The task
Locate the lines of the listing below that hold "Invalid", then copy each of them.
+++
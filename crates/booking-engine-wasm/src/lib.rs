//! WASM bindings for booking-engine.
//!
//! Exposes the availability check, slot enumeration and table selection to the
//! dashboard via `wasm-bindgen`. Bookings, settings and candidates cross the
//! boundary as JSON strings in the same camelCase shape the REST API uses.
//!
//! ## Build process
//!
//! ```sh
//! cargo build -p booking-engine-wasm --target wasm32-unknown-unknown --release
//! wasm-bindgen --target web --out-dir web/src/wasm/ \
//!   target/wasm32-unknown-unknown/release/booking_engine_wasm.wasm
//! ```

use booking_engine::{AvailableTableCandidate, RestaurantConfig, TableBooking, TimeInterval};
use chrono::{DateTime, NaiveDate, NaiveDateTime, Utc};
use serde::Serialize;
use wasm_bindgen::prelude::*;

// ---------------------------------------------------------------------------
// Helpers
// ---------------------------------------------------------------------------

/// Parse an ISO 8601 datetime string into `DateTime<Utc>`.
///
/// Accepts RFC 3339 (with offset) and naive local time, which is read as UTC.
fn parse_datetime(s: &str) -> Result<DateTime<Utc>, JsValue> {
    if let Ok(dt) = DateTime::parse_from_rfc3339(s) {
        return Ok(dt.with_timezone(&Utc));
    }
    NaiveDateTime::parse_from_str(s, "%Y-%m-%dT%H:%M:%S")
        .map(|ndt| ndt.and_utc())
        .map_err(|e| JsValue::from_str(&format!("Invalid datetime '{}': {}", s, e)))
}

fn parse_bookings(json: &str) -> Result<Vec<TableBooking>, JsValue> {
    serde_json::from_str(json).map_err(|e| JsValue::from_str(&format!("Invalid bookings JSON: {}", e)))
}

fn parse_settings(json: &str) -> Result<RestaurantConfig, JsValue> {
    RestaurantConfig::from_json(json).map_err(|e| JsValue::from_str(&e.to_string()))
}

fn requested(start: &str, end: &str) -> Result<TimeInterval, JsValue> {
    TimeInterval::new(parse_datetime(start)?, parse_datetime(end)?)
        .map_err(|e| JsValue::from_str(&e.to_string()))
}

fn to_json<T: Serialize>(value: &T) -> Result<String, JsValue> {
    serde_json::to_string(value)
        .map_err(|e| JsValue::from_str(&format!("Serialization error: {}", e)))
}

// ---------------------------------------------------------------------------
// WASM exports
// ---------------------------------------------------------------------------

/// The instant a table is free again, as an RFC 3339 string.
#[wasm_bindgen(js_name = "nextAvailableTime")]
pub fn next_available_time(booking_end: &str, margin_minutes: u32) -> Result<String, JsValue> {
    let end = parse_datetime(booking_end)?;
    Ok(booking_engine::next_available_time(end, margin_minutes).to_rfc3339())
}

/// Whether `[start, end)` is free on the table holding `bookings_json`.
///
/// `bookings_json` must contain only that table's bookings.
#[wasm_bindgen(js_name = "isAvailable")]
pub fn is_available(
    start: &str,
    end: &str,
    bookings_json: &str,
    margin_minutes: u32,
) -> Result<bool, JsValue> {
    let interval = requested(start, end)?;
    let bookings = parse_bookings(bookings_json)?;
    Ok(booking_engine::is_available(&interval, &bookings, margin_minutes))
}

/// Available slot starts for one table on `date` (`YYYY-MM-DD`).
///
/// `settings_json` is the restaurant settings object; its margin, opening
/// hours and timezone apply. Returns a JSON array of RFC 3339 strings.
#[wasm_bindgen(js_name = "getAvailableTimeSlots")]
pub fn available_time_slots(
    date: &str,
    bookings_json: &str,
    settings_json: &str,
    slot_minutes: Option<u32>,
) -> Result<String, JsValue> {
    let day: NaiveDate = date
        .parse()
        .map_err(|e| JsValue::from_str(&format!("Invalid date '{}': {}", date, e)))?;
    let bookings = parse_bookings(bookings_json)?;
    let settings = parse_settings(settings_json)?;
    let window = settings
        .opening_window(day)
        .map_err(|e| JsValue::from_str(&e.to_string()))?;

    let slots: Vec<String> = booking_engine::enumerate_slots_in(
        window,
        &bookings,
        settings.margin_minutes(),
        slot_minutes.unwrap_or(booking_engine::slots::DEFAULT_SLOT_MINUTES),
    )
    .map(|s| s.to_rfc3339())
    .collect();
    to_json(&slots)
}

/// Greedy table choice for a party. `candidates_json` is an array of
/// `{tableId, capacity, efficiency, isSuitable}`. Returns a JSON array of
/// table ids, or `null` when no combination seats the party.
#[wasm_bindgen(js_name = "findOptimalTableCombination")]
pub fn select_tables(candidates_json: &str, party_size: u32) -> Result<String, JsValue> {
    let candidates: Vec<AvailableTableCandidate> = serde_json::from_str(candidates_json)
        .map_err(|e| JsValue::from_str(&format!("Invalid candidates JSON: {}", e)))?;
    to_json(&booking_engine::select_tables(&candidates, party_size))
}

/// "1 hour 30 minutes" style margin text.
#[wasm_bindgen(js_name = "formatTimeMargin")]
pub fn format_time_margin(minutes: u32) -> String {
    booking_engine::format_time_margin(minutes)
}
+++
Answer
        .map_err(|e| JsValue::from_str(&format!("Invalid datetime '{}': {}", s, e)))
    serde_json::from_str(json).map_err(|e| JsValue::from_str(&format!("Invalid bookings JSON: {}", e)))
        .map_err(|e| JsValue::from_str(&format!("Invalid date '{}': {}", date, e)))?;
        .map_err(|e| JsValue::from_str(&format!("Invalid candidates JSON: {}", e)))?;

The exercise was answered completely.